Nasional Mondial Ekonomi Daerah Megapolitan Olahraga Rona The Alun-Alun Kupas Splash Wisata Perspektif Wawancara Edisi Weekend Foto Video Infografis
Deskriminasi Sawit I Minyak Sawit Terapkan 700 Sertifikasi, tapi Nonsawit Hanya 30 Sertifikasi

RI Tuntut Keadilan Standar Minyak Nabati Nonsawit

Foto : istimewa

Berbagai macam Minyak Nabati

A   A   A   Pengaturan Font

JAKARTA - Pemerintah menuntut keadilan terkait sustainable vegetable oil dalam rangka menanggapi deskriminasi minyak sawit Indonesia oleh Uni Eropa (UE).

Penekanan standardisasi seharusnya diberlakukan menyeluruh untuk semua minyak nabati yang sama atau kompetitif, juga pendekatan lingkungan hidup yang lebih holistik.

"Masalah lingkungan bukan hanya deforestasi walau deforestasi juga penting.

Laju deforestasi di Indonesia sendiri turun secara signifikan salah satunya didukung oleh keberhasilan inpres moratorium," ujar Wakil Menteri Luar Negeri, Mahendra Siregar, dalam webinar #INAPalmoil Talkshow bertajuk "Strategic Partnership EU-Asean dan Implikasinya terhadap Industri Minyak Sawit" yang diselenggarakan oleh Gabungan Pengusaha Kelapa Sawit Indonesia (GAPKI), beberapa waktu lalu.

World Resources Institute (WRI) melaporkan laju deforestasi di Indonesia terus turun, sementara negara-negara di Eropa dan Australia justru naik hingga 10 persen.
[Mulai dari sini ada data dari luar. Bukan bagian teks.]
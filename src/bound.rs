//! # Bound — n-th Prime Magnitude Estimation
//!
//! Every sieve needs to know how far to sieve before it starts. This module
//! estimates the magnitude of the n-th prime (0-indexed) with
//!
//! ```text
//! limit = ⌈n·(ln n + ln ln n) + 3⌉        (n ≥ 3)
//! ```
//!
//! and answers n = 0, 1, 2 directly (2, 3, 5).
//!
//! The estimate is empirical, not a proven upper bound: it undershoots at
//! n = 4 (limit 10, but the 4th prime is 11). Strategies therefore run through
//! [`resolve`], which re-sieves with a grown limit whenever a pass finds fewer
//! than n + 1 primes.
//!
//! ## Wheel Index Space
//!
//! The wheel sieve stores only values ≡ 1, 5 (mod 6) from 5 upward. Bit `k`
//! represents `3k + 5 − (k mod 2)`:
//!
//! | k | 0 | 1 | 2  | 3  | 4  | 5  | 6  |
//! |---|---|---|----|----|----|----|----|
//! | v | 5 | 7 | 11 | 13 | 17 | 19 | 23 |
//!
//! [`wheel_index`] maps a value v to `2⌊v/6⌋ + δ` (δ = −1 when v ≡ 0, +1 when
//! v ≡ 5, else 0), which is the number of wheel candidates in `[5, v]`, i.e. an
//! exclusive index bound covering every candidate ≤ v.

use tracing::warn;

use crate::config::SievePolicy;
use crate::error::SieveError;

/// Largest limit a query may sieve to; results must stay exactly representable
/// as an IEEE-754 double.
pub const MAX_LIMIT: u64 = 1 << 53;

/// Primes answered without sieving, indexed by rank.
pub const SMALL_PRIMES: [u64; 3] = [2, 3, 5];

/// Sieve extent derived from a rank.
#[derive(Debug, Clone, Copy, PartialEq, Eq)]
pub struct Bound {
    /// Inclusive upper bound on the value of the n-th prime.
    pub limit: u64,
    /// `⌊√limit⌋ + 1`: every prime below `root` must be known before the
    /// full range can be sieved.
    pub root: u64,
}

impl Bound {
    pub fn from_limit(limit: u64) -> Self {
        Bound {
            limit,
            root: isqrt(limit) + 1,
        }
    }

    /// Square root threshold without the `+1`, used by the wheel sieve whose
    /// index rescaling already makes the bound exclusive.
    #[inline]
    pub fn wheel_root(&self) -> u64 {
        isqrt(self.limit)
    }
}

/// Result of estimating a rank.
#[derive(Debug, Clone, Copy, PartialEq, Eq)]
pub enum Estimate {
    /// n ≤ 2: the prime itself.
    Exact(u64),
    Bound(Bound),
}

/// Unrounded `n·(ln n + ln ln n) + 3`.
pub fn approximate_nth_prime(n: u64) -> f64 {
    let nf = n as f64;
    let ln = nf.ln();
    nf * (ln + ln.ln()) + 3.0
}

/// Estimate the sieve bound for rank `n` using the plain formula.
pub fn estimate(n: u64) -> Result<Estimate, SieveError> {
    estimate_with_margin(n, 0.0)
}

/// Estimate the sieve bound for rank `n`, widened by `margin` (0.1 = +10%).
pub fn estimate_with_margin(n: u64, margin: f64) -> Result<Estimate, SieveError> {
    if n < SMALL_PRIMES.len() as u64 {
        return Ok(Estimate::Exact(SMALL_PRIMES[n as usize]));
    }
    let mut limit = approximate_nth_prime(n).ceil();
    if margin > 0.0 {
        limit = (limit * (1.0 + margin)).ceil();
    }
    if !limit.is_finite() || limit > MAX_LIMIT as f64 {
        return Err(SieveError::invalid_argument(format!(
            "rank {} exceeds the 2^53 result range",
            n
        )));
    }
    Ok(Estimate::Bound(Bound::from_limit(limit as u64)))
}

/// Grow `bound` by `factor`, always by at least one.
pub fn grow(bound: Bound, factor: f64) -> Bound {
    let scaled = (bound.limit as f64 * factor).ceil();
    let limit = if scaled.is_finite() && scaled < MAX_LIMIT as f64 {
        (scaled as u64).max(bound.limit + 1)
    } else {
        MAX_LIMIT
    };
    Bound::from_limit(limit)
}

/// Run `attempt` against `first`, regrowing the bound each time it reports the
/// limit was too small (`Ok(None)`).
pub(crate) fn resolve<T>(
    n: u64,
    first: Bound,
    policy: &SievePolicy,
    strategy: &'static str,
    mut attempt: impl FnMut(Bound) -> Result<Option<T>, SieveError>,
) -> Result<T, SieveError> {
    let mut bound = first;
    let mut attempts = 0u32;
    loop {
        attempts += 1;
        if let Some(found) = attempt(bound)? {
            return Ok(found);
        }
        if attempts > policy.max_regrowths || bound.limit >= MAX_LIMIT {
            return Err(SieveError::BoundTooSmall {
                n,
                limit: bound.limit,
                attempts,
            });
        }
        let next = grow(bound, policy.regrowth_factor);
        warn!(
            strategy,
            n,
            limit = bound.limit,
            next_limit = next.limit,
            "bound estimate too small, regrowing"
        );
        bound = next;
    }
}

/// Integer square root, exact for all u64.
#[inline]
pub fn isqrt(n: u64) -> u64 {
    if n == 0 {
        return 0;
    }
    let mut x = (n as f64).sqrt() as u64;
    while x > 0 && x.checked_mul(x).map_or(true, |sq| sq > n) {
        x -= 1;
    }
    while (x + 1).checked_mul(x + 1).is_some_and(|sq| sq <= n) {
        x += 1;
    }
    x
}

/// Number of wheel candidates (values ≡ 1, 5 mod 6, from 5 upward) that are
/// ≤ `v`. Used as an exclusive bit-index bound.
#[inline]
pub fn wheel_index(v: u64) -> u64 {
    let base = 2 * (v / 6);
    match v % 6 {
        0 => base.saturating_sub(1),
        5 => base + 1,
        _ => base,
    }
}

/// Value represented by wheel bit `k`.
#[inline]
pub fn wheel_value(k: u64) -> u64 {
    3 * k + 5 - (k & 1)
}
//! Mock process runner for testing.

use async_trait::async_trait;
use std::ffi::OsString;
use std::path::{Path, PathBuf};
use std::sync::Arc;
use std::time::Duration;
use tokio::sync::RwLock;

use crate::transcode::{ProcessError, ProcessOutcome, ProcessRunner};

/// A recorded subprocess invocation for test assertions.
#[derive(Debug, Clone, PartialEq, Eq)]
pub struct RecordedCall {
    pub binary: PathBuf,
    /// Arguments as text, lossily converted.
    pub args: Vec<String>,
    /// Arguments exactly as passed.
    pub raw_args: Vec<OsString>,
}

impl RecordedCall {
    /// Whether any argument contains `pattern`.
    pub fn has_arg(&self, pattern: &str) -> bool {
        self.args.iter().any(|a| a.contains(pattern))
    }

    /// The argument following `flag`.
    pub fn value_after(&self, flag: &str) -> Option<&str> {
        self.args
            .iter()
            .position(|a| a == flag)
            .and_then(|i| self.args.get(i + 1))
            .map(String::as_str)
    }

    /// Last argument, which is the output path for every ffmpeg command.
    pub fn output_path(&self) -> Option<PathBuf> {
        self.raw_args.last().map(PathBuf::from)
    }
}

#[derive(Debug, Clone)]
enum Failure {
    NotFound,
    Timeout(u64),
}

/// Scripted reply for one invocation.
#[derive(Debug, Clone)]
pub struct MockResponse {
    outcome: ProcessOutcome,
    failure: Option<Failure>,
    output_bytes: Option<Vec<u8>>,
    delay: Option<Duration>,
}

impl MockResponse {
    /// Exit 0 with no output.
    pub fn ok() -> Self {
        Self::ok_stdout("")
    }

    /// Exit 0 with `stdout`.
    pub fn ok_stdout(stdout: &str) -> Self {
        Self {
            outcome: ProcessOutcome {
                exit_code: Some(0),
                stdout: stdout.to_string(),
                stderr: String::new(),
            },
            failure: None,
            output_bytes: None,
            delay: None,
        }
    }

    /// Non-zero exit with `stderr`.
    pub fn exit_with(code: i32, stderr: &str) -> Self {
        Self {
            outcome: ProcessOutcome {
                exit_code: Some(code),
                stdout: String::new(),
                stderr: stderr.to_string(),
            },
            failure: None,
            output_bytes: None,
            delay: None,
        }
    }

    /// The binary does not exist.
    pub fn missing_binary() -> Self {
        Self {
            failure: Some(Failure::NotFound),
            ..Self::ok()
        }
    }

    /// The process timed out.
    pub fn timed_out(timeout_secs: u64) -> Self {
        Self {
            failure: Some(Failure::Timeout(timeout_secs)),
            ..Self::ok()
        }
    }

    /// Write `bytes` to the output path (the last argument) like a real encoder.
    pub fn writing_output(mut self, bytes: &[u8]) -> Self {
        self.output_bytes = Some(bytes.to_vec());
        self
    }

    /// Sleep before replying. Lets tests cancel a run mid-command.
    pub fn with_delay(mut self, delay: Duration) -> Self {
        self.delay = Some(delay);
        self
    }
}

/// Mock implementation of the ProcessRunner trait.
///
/// Replies are chosen by argument pattern; the most recently registered
/// matching rule wins. Unmatched invocations succeed with empty output.
///
/// # Example
///
/// ```rust,ignore
/// use vidingest_core::testing::{MockProcessRunner, MockResponse};
///
/// let runner = MockProcessRunner::new();
/// runner.on_args_containing("-encoders", MockResponse::ok_stdout(" V....D libx264  H.264\n")).await;
/// runner.on_args_containing("-frames:v", MockResponse::exit_with(1, "seek failed")).await;
///
/// // ... run the pipeline ...
///
/// assert_eq!(runner.calls_matching("-frames:v").await.len(), 1);
/// ```
#[derive(Debug, Clone, Default)]
pub struct MockProcessRunner {
    calls: Arc<RwLock<Vec<RecordedCall>>>,
    rules: Arc<RwLock<Vec<(String, MockResponse)>>>,
}

impl MockProcessRunner {
    /// Create a new mock runner.
    pub fn new() -> Self {
        Self::default()
    }

    /// Reply with `response` to invocations with an argument containing `pattern`.
    pub async fn on_args_containing(&self, pattern: &str, response: MockResponse) {
        self.rules
            .write()
            .await
            .push((pattern.to_string(), response));
    }

    /// Get all recorded calls.
    pub async fn calls(&self) -> Vec<RecordedCall> {
        self.calls.read().await.clone()
    }

    /// Recorded calls with an argument containing `pattern`.
    pub async fn calls_matching(&self, pattern: &str) -> Vec<RecordedCall> {
        self.calls
            .read()
            .await
            .iter()
            .filter(|c| c.has_arg(pattern))
            .cloned()
            .collect()
    }

    /// Get the number of invocations.
    pub async fn call_count(&self) -> usize {
        self.calls.read().await.len()
    }

    async fn response_for(&self, args: &[String]) -> MockResponse {
        self.rules
            .read()
            .await
            .iter()
            .rev()
            .find(|(pattern, _)| args.iter().any(|a| a.contains(pattern.as_str())))
            .map(|(_, response)| response.clone())
            .unwrap_or_else(MockResponse::ok)
    }
}

#[async_trait]
impl ProcessRunner for MockProcessRunner {
    async fn run(&self, binary: &Path, args: &[OsString]) -> Result<ProcessOutcome, ProcessError> {
        let text: Vec<String> = args
            .iter()
            .map(|a| a.to_string_lossy().into_owned())
            .collect();
        self.calls.write().await.push(RecordedCall {
            binary: binary.to_path_buf(),
            args: text.clone(),
            raw_args: args.to_vec(),
        });

        let response = self.response_for(&text).await;

        if let Some(delay) = response.delay {
            tokio::time::sleep(delay).await;
        }

        match response.failure {
            Some(Failure::NotFound) => {
                return Err(ProcessError::NotFound {
                    binary: binary.to_path_buf(),
                })
            }
            Some(Failure::Timeout(timeout_secs)) => {
                return Err(ProcessError::Timeout { timeout_secs })
            }
            None => {}
        }

        if let (Some(bytes), Some(output)) = (&response.output_bytes, args.last()) {
            tokio::fs::write(Path::new(output), bytes).await?;
        }

        Ok(response.outcome)
    }
}
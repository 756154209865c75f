//! HTTP surface for the vidingest pipeline.
//!
//! The binary in `main.rs` wires configuration, logging and the processor
//! together; everything it serves lives here so tests can build the router
//! in-process.

pub mod api;
pub mod metrics;
pub mod state;
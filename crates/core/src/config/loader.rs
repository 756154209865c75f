use figment::{
    providers::{Env, Format, Toml},
    Figment,
};
use std::path::Path;

use super::{types::Config, ConfigError};

/// Load configuration from file with environment variable overrides
///
/// Nested keys use a double underscore, e.g. `VIDINGEST_TRANSCODER__FFMPEG_PATH`.
pub fn load_config(path: &Path) -> Result<Config, ConfigError> {
    if !path.exists() {
        return Err(ConfigError::FileNotFound(path.display().to_string()));
    }

    let config: Config = Figment::new()
        .merge(Toml::file(path))
        .merge(Env::prefixed("VIDINGEST_").split("__"))
        .extract()
        .map_err(|e| ConfigError::ParseError(e.to_string()))?;

    Ok(config)
}

/// Load configuration from TOML string (useful for testing)
pub fn load_config_from_str(toml_str: &str) -> Result<Config, ConfigError> {
    toml::from_str(toml_str).map_err(|e| ConfigError::ParseError(e.to_string()))
}

#[cfg(test)]
mod tests {
    use super::*;
    use crate::config::LogFormat;
    use crate::transcode::{BackendKind, RotationMetadataPolicy};
    use std::io::Write;
    use std::path::PathBuf;
    use tempfile::NamedTempFile;

    #[test]
    fn test_load_config_from_str_valid() {
        let toml = r#"
[server]
port = 9000

[transcoder]
backend = "encoder_cli"
rotation_metadata = "zero"

[processing]
max_width = 1920
max_height = 1080
video_codec_fallbacks = ["mpeg4"]
"#;
        let config = load_config_from_str(toml).unwrap();
        assert_eq!(config.server.port, 9000);
        assert_eq!(config.transcoder.backend, BackendKind::EncoderCli);
        assert_eq!(config.transcoder.rotation_metadata, RotationMetadataPolicy::Zero);
        assert_eq!(config.processing.max_width, 1920);
        assert_eq!(config.processing.video_codec_fallbacks, vec!["mpeg4"]);
        // Untouched keys keep their defaults.
        assert_eq!(config.processing.thumbnail_max_width, 480);
        assert_eq!(config.jobs.max_parallel_jobs, 2);
    }

    #[test]
    fn test_load_config_from_str_empty_uses_defaults() {
        let config = load_config_from_str("").unwrap();
        assert_eq!(config.server.port, 8080);
        assert_eq!(config.logging.level, "info");
        assert_eq!(config.logging.format, LogFormat::Pretty);
        assert_eq!(config.transcoder.backend, BackendKind::DirectProcess);
        assert_eq!(config.jobs.max_retained_jobs, 1000);
        assert_eq!(config.storage.input_root, PathBuf::from("data/uploads"));
    }

    #[test]
    fn test_load_storage_and_retention() {
        let toml = r#"
[jobs]
max_retained_jobs = 50
retention_secs = 600

[storage]
input_root = "/srv/uploads"
output_root = "/srv/media"
"#;
        let config = load_config_from_str(toml).unwrap();
        assert_eq!(config.jobs.max_retained_jobs, 50);
        assert_eq!(config.jobs.retention_secs, 600);
        assert_eq!(config.storage.input_root, PathBuf::from("/srv/uploads"));
        assert_eq!(config.storage.output_root, PathBuf::from("/srv/media"));
    }

    #[test]
    fn test_load_config_from_str_unknown_backend() {
        let toml = r#"
[transcoder]
backend = "gstreamer"
"#;
        let result = load_config_from_str(toml);
        assert!(matches!(result, Err(ConfigError::ParseError(_))));
    }

    #[test]
    fn test_load_config_file_not_found() {
        let result = load_config(Path::new("/nonexistent/config.toml"));
        assert!(result.is_err());
        let err = result.unwrap_err();
        assert!(matches!(err, ConfigError::FileNotFound(_)));
    }

    #[test]
    fn test_load_config_from_file() {
        let mut temp_file = NamedTempFile::new().unwrap();
        writeln!(
            temp_file,
            r#"
[server]
host = "127.0.0.1"
port = 3000

[logging]
format = "json"

[transcoder]
ffmpeg_path = "/opt/ffmpeg/bin/ffmpeg"
timeout_secs = 600
"#
        )
        .unwrap();

        let config = load_config(temp_file.path()).unwrap();
        assert_eq!(config.server.port, 3000);
        assert_eq!(config.server.host.to_string(), "127.0.0.1");
        assert_eq!(config.logging.format, LogFormat::Json);
        assert_eq!(
            config.transcoder.ffmpeg_path,
            PathBuf::from("/opt/ffmpeg/bin/ffmpeg")
        );
        assert_eq!(config.transcoder.timeout_secs, 600);
    }
}
//! Encoder capability endpoints.

use axum::{extract::State, http::StatusCode, response::IntoResponse, Json};
use serde::Serialize;
use std::sync::Arc;
use tracing::info;
use vidingest_core::transcode::{CodecKind, SupportedCodecs};

use crate::state::AppState;

/// Encoders the configured ffmpeg reports, and what processing would pick.
#[derive(Debug, Serialize)]
pub struct CodecsResponse {
    pub ffmpeg_path: String,
    pub video: Vec<String>,
    pub audio: Vec<String>,
    pub selected_video_codec: String,
    pub selected_audio_codec: String,
}

#[derive(Debug, Serialize)]
pub struct CodecsErrorResponse {
    pub error: String,
}

async fn describe(state: &AppState, codecs: &SupportedCodecs) -> CodecsResponse {
    let processing = &state.config().processing;
    let capabilities = state.capabilities();

    CodecsResponse {
        ffmpeg_path: state.config().transcoder.ffmpeg_path.display().to_string(),
        video: codecs.video.iter().cloned().collect(),
        audio: codecs.audio.iter().cloned().collect(),
        selected_video_codec: capabilities
            .best_codec(
                CodecKind::Video,
                &processing.preferred_video_codec,
                &processing.video_codec_fallbacks,
            )
            .await,
        selected_audio_codec: capabilities
            .best_codec(
                CodecKind::Audio,
                &processing.preferred_audio_codec,
                &processing.audio_codec_fallbacks,
            )
            .await,
    }
}

fn unavailable(state: &AppState) -> (StatusCode, Json<CodecsErrorResponse>) {
    (
        StatusCode::SERVICE_UNAVAILABLE,
        Json(CodecsErrorResponse {
            error: format!(
                "Could not list encoders of {}",
                state.config().transcoder.ffmpeg_path.display()
            ),
        }),
    )
}

/// Cached encoder list, probing on first use
pub async fn get_codecs(
    State(state): State<Arc<AppState>>,
) -> Result<Json<CodecsResponse>, impl IntoResponse> {
    match state.capabilities().supported().await {
        Some(codecs) => Ok(Json(describe(&state, &codecs).await)),
        None => Err(unavailable(&state)),
    }
}

/// Re-probe the encoder list, e.g. after ffmpeg was upgraded
pub async fn refresh_codecs(
    State(state): State<Arc<AppState>>,
) -> Result<Json<CodecsResponse>, impl IntoResponse> {
    match state.capabilities().refresh().await {
        Some(codecs) => {
            info!(
                video = codecs.video.len(),
                audio = codecs.audio.len(),
                "Encoder list refreshed"
            );
            Ok(Json(describe(&state, &codecs).await))
        }
        None => Err(unavailable(&state)),
    }
}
Tak hanya itu, Indonesia juga terus menjaga komitmennya dalam penurunan emisi yang saat ini mencapai 29 persen dari dari kondisi semula, dan akan ditingkatkan penurunannya hingga 41 persen dengan dukungan internasional.

"Dari laporan mengenai comparable study tersebut dapat terlihat sawit telah berkontribusi terhadap penurunan karbondioksida (CO2), sedangkan rapeseed dan minyak nabati lainnya tidak kontributif dalam pengurangan CO2," tegas Mahendra.

Lebih lanjut, Mahendra memaparkan sejak 1995, komoditas sawit telah menerapkan dan menaati hampir 700 jenis sertifikasi, sementara untuk minyak rapeseed, kedelai ataupun minyak matahari hanya 30 sertifikasi dalam periode sama.

Segala requirement yang telah ditaati melalui beragam sertifikasi tersebut tidak menyelesaikan diskriminasi terhadap sawit.

Untuk melawan diskriminasi komoditas sawit oleh UE, menurut Mahendra, pemerintah melalui Asean melakukan pendekatan holistik untuk membawa komoditas sawit dalam pembandingan minyak nabati yang keberlanjutan melalui studi berbasis ilmiah di Asean maupun negara-negara produsen lainnya.

Sementara, SDGs menjadi tolak ukur utama dalam mempromosikan pendekatan yang berimbang antara pembangunan ekonomi, kemajuan sosial dan lingkungan hidup.

Hingga saat ini, perundingan minyak nabati yang berkelanjutan terus digulirkan melalui Joint Working Group yang dibentuk setelah penandatanganan UEAsean Strategic Partnership pada desember lalu.

"Bargaining" Diperkuat

Pada kesempatan sama, Pengamat Hukum Internasional Universitas Indonesia (UI), Hikmahanto Juwana menegaskan Ri harus menjadi leader di Asean, mengingat kepentingan negara-negara di Asia Tenggara sama.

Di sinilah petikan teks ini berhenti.